Exercise prompt:
Return, exactly and in full, the lines of the records below starting at the one with "filename tests/common/fixtures.rs" and ending at the one with "let dir = TempDir::new().unwrap();", and no other lines.
· · · ·
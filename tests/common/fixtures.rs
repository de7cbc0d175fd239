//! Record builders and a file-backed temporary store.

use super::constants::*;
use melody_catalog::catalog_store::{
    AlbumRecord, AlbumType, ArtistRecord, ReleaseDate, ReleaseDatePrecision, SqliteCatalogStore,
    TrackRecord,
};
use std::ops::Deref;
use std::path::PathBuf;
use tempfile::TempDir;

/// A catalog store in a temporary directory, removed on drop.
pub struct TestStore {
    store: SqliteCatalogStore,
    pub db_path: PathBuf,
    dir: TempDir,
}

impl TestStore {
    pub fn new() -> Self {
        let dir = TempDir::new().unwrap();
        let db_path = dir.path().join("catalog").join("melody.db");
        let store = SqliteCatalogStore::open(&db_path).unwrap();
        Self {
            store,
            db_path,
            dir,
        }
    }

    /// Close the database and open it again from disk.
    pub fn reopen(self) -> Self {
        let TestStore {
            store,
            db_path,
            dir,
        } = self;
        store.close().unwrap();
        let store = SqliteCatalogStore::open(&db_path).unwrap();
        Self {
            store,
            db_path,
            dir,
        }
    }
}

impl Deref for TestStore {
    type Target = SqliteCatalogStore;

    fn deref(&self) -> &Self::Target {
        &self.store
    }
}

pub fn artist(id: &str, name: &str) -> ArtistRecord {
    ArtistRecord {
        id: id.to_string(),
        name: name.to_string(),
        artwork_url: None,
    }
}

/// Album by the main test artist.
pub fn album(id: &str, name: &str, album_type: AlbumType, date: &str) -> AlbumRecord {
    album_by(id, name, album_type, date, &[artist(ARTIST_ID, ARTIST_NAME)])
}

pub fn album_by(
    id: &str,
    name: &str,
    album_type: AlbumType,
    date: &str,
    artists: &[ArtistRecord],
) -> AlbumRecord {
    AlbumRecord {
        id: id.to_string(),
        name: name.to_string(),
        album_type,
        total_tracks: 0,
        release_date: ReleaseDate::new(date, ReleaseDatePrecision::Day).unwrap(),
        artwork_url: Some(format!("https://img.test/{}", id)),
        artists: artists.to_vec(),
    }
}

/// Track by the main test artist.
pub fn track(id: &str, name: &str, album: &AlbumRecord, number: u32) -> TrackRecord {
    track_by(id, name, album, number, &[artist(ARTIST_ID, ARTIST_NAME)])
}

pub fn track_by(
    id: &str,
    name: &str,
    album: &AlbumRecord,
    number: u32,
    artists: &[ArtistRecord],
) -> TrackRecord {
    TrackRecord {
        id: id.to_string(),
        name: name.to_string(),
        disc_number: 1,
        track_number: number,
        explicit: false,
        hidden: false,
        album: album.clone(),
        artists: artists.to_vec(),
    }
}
· · · ·
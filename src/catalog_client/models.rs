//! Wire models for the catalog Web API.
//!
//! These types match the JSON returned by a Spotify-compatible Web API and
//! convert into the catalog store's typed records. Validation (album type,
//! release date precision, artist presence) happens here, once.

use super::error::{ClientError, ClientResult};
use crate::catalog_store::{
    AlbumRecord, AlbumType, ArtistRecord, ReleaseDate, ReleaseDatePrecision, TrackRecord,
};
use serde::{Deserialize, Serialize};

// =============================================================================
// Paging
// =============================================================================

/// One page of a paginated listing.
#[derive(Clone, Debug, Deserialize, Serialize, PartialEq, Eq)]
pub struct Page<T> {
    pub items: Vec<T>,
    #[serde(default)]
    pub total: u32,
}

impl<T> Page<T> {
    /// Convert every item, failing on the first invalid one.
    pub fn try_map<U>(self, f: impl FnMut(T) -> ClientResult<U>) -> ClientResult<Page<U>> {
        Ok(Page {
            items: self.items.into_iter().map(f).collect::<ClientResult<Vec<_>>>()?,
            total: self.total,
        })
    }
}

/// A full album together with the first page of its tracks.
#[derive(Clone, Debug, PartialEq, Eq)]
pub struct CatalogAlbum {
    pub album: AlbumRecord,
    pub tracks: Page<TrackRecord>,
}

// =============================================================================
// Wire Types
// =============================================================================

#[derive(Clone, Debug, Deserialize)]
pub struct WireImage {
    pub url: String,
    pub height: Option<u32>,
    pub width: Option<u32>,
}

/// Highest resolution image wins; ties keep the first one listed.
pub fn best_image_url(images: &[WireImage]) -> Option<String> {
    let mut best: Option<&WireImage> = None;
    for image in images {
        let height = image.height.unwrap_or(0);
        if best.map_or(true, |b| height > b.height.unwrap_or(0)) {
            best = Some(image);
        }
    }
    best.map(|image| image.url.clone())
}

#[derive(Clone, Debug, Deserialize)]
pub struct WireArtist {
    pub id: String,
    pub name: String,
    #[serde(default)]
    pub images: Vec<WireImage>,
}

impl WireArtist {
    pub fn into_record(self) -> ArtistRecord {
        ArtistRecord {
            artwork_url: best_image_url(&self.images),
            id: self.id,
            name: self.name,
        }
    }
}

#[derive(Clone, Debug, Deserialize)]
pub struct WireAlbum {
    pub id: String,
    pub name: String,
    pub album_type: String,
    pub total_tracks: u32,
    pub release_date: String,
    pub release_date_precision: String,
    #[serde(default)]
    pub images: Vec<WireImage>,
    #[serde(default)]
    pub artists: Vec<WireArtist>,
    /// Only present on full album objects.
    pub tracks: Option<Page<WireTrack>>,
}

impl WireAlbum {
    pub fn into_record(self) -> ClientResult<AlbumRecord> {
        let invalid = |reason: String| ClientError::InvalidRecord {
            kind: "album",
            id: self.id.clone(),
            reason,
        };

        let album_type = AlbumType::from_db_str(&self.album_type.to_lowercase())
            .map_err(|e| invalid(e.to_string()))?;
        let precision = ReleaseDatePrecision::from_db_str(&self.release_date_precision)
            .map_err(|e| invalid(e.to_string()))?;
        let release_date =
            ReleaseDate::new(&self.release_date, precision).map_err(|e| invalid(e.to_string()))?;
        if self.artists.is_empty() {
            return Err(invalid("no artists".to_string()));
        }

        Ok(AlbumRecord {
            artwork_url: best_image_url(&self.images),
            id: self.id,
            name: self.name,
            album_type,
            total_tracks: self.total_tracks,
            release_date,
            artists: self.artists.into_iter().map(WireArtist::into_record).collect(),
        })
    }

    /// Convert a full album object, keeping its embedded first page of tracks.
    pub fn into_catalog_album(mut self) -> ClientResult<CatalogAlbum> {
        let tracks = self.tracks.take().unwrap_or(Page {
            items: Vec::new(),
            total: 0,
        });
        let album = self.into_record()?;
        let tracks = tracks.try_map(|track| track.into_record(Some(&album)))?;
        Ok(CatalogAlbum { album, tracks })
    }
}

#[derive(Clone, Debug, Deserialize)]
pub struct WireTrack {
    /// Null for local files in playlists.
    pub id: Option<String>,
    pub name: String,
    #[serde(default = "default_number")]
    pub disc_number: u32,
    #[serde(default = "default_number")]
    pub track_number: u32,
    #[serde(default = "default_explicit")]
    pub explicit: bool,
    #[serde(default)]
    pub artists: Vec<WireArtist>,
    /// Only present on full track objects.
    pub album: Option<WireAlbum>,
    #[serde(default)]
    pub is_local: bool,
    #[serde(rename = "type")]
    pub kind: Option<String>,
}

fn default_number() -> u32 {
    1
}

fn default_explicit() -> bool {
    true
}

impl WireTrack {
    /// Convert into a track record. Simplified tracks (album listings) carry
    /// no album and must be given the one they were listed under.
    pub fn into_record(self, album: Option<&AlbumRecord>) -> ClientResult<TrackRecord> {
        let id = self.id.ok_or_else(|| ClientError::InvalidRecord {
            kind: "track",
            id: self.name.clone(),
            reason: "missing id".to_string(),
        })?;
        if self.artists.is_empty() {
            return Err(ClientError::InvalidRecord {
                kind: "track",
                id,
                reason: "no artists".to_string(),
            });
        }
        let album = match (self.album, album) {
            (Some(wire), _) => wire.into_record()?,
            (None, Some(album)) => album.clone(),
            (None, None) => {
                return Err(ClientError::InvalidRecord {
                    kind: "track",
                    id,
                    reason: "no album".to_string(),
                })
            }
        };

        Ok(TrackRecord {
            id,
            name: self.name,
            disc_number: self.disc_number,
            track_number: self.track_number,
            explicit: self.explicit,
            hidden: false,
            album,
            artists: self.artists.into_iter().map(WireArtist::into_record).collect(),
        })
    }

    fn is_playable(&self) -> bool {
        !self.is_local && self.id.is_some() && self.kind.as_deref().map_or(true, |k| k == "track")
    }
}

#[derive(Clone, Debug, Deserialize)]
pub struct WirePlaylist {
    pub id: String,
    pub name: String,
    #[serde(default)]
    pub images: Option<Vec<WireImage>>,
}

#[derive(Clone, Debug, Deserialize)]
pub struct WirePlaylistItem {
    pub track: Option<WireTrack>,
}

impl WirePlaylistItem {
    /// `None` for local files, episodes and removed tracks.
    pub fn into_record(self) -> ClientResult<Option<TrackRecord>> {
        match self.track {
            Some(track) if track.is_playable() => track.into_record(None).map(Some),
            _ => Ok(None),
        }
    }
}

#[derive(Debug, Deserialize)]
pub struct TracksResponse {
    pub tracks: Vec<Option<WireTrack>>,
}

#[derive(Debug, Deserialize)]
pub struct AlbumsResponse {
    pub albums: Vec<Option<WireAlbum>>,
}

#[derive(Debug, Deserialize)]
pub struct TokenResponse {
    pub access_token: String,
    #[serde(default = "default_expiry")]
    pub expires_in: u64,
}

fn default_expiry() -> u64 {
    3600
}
· · · ·
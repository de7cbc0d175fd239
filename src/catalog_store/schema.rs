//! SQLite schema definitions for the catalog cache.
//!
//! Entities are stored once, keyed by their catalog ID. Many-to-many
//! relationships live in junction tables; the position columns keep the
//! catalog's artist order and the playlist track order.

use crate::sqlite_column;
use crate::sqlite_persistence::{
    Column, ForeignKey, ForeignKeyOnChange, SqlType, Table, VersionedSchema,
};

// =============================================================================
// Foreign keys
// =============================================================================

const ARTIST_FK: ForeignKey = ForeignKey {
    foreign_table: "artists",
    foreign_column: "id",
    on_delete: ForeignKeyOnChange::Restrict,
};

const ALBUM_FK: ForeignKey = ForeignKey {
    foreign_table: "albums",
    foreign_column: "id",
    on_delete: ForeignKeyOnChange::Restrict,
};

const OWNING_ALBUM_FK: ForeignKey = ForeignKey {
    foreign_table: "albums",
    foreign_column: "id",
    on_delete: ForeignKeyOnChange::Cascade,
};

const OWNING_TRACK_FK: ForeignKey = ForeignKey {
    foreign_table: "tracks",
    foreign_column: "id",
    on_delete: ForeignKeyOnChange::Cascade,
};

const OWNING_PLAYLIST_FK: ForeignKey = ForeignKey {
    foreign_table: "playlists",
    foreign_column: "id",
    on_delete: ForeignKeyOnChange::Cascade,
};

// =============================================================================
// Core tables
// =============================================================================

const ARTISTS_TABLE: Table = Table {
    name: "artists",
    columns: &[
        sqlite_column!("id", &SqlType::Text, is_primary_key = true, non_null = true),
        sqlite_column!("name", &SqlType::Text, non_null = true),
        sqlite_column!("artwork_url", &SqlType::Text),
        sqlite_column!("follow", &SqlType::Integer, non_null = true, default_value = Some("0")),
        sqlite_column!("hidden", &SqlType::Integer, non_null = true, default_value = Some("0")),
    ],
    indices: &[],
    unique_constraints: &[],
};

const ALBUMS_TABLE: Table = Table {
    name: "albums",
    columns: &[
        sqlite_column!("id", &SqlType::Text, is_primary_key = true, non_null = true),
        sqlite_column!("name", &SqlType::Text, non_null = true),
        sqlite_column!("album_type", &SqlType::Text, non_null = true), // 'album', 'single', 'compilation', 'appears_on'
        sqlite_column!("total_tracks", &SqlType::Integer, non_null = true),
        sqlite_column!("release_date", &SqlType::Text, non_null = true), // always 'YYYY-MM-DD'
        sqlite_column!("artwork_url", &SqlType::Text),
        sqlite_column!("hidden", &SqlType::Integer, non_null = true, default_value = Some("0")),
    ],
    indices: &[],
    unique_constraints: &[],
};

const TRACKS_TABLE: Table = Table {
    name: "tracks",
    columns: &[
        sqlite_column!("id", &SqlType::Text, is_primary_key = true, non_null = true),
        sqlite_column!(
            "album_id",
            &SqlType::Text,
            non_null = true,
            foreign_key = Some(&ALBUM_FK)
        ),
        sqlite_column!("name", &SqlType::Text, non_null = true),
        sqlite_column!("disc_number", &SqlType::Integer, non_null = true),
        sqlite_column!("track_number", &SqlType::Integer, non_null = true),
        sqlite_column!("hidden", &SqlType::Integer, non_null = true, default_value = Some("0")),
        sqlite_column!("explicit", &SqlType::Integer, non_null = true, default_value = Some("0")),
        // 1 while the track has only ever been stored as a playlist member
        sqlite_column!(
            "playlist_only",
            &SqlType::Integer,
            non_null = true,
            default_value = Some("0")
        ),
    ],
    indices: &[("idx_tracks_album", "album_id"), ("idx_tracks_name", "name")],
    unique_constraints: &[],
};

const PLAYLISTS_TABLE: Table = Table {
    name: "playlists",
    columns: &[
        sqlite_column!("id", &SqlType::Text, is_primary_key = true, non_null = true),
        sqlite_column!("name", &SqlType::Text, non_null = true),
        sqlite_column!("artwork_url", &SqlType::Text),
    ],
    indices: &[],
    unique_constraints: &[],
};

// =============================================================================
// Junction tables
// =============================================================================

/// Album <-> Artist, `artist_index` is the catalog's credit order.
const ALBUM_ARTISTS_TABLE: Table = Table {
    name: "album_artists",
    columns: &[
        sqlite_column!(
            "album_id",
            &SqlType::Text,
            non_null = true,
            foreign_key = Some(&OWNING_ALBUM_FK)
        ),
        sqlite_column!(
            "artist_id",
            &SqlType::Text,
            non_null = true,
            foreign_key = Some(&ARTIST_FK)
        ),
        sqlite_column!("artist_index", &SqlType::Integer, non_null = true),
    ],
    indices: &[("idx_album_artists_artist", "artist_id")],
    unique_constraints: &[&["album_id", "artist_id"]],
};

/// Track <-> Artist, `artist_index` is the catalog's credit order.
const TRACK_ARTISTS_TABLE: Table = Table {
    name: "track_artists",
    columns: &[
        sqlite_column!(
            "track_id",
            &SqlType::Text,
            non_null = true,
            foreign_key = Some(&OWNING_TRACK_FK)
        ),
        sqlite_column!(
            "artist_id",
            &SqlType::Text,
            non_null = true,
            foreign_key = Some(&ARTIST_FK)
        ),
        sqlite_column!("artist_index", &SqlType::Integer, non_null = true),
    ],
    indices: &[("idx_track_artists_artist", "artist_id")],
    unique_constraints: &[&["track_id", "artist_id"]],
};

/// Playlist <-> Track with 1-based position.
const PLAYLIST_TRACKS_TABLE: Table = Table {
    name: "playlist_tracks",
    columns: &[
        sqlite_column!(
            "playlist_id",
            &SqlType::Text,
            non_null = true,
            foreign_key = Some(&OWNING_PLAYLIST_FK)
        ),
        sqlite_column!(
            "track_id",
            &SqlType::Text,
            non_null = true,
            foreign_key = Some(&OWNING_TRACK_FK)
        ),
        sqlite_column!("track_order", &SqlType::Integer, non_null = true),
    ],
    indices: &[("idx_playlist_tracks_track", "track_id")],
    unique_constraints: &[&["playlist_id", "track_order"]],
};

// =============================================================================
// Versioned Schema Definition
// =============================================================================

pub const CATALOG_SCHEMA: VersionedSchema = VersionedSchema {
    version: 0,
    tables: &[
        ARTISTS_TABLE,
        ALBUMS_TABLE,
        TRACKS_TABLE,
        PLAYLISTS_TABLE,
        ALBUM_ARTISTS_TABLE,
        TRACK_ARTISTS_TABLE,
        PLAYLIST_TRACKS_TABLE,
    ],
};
· · · ·
Answer to this exercise:
filename tests/common/fixtures.rs
repository de7cbc0d175fd239
//! Record builders and a file-backed temporary store.

use super::constants::*;
use melody_catalog::catalog_store::{
    AlbumRecord, AlbumType, ArtistRecord, ReleaseDate, ReleaseDatePrecision, SqliteCatalogStore,
    TrackRecord,
};
use std::ops::Deref;
use std::path::PathBuf;
use tempfile::TempDir;

/// A catalog store in a temporary directory, removed on drop.
pub struct TestStore {
    store: SqliteCatalogStore,
    pub db_path: PathBuf,
    dir: TempDir,
}

impl TestStore {
    pub fn new() -> Self {
        let dir = TempDir::new().unwrap();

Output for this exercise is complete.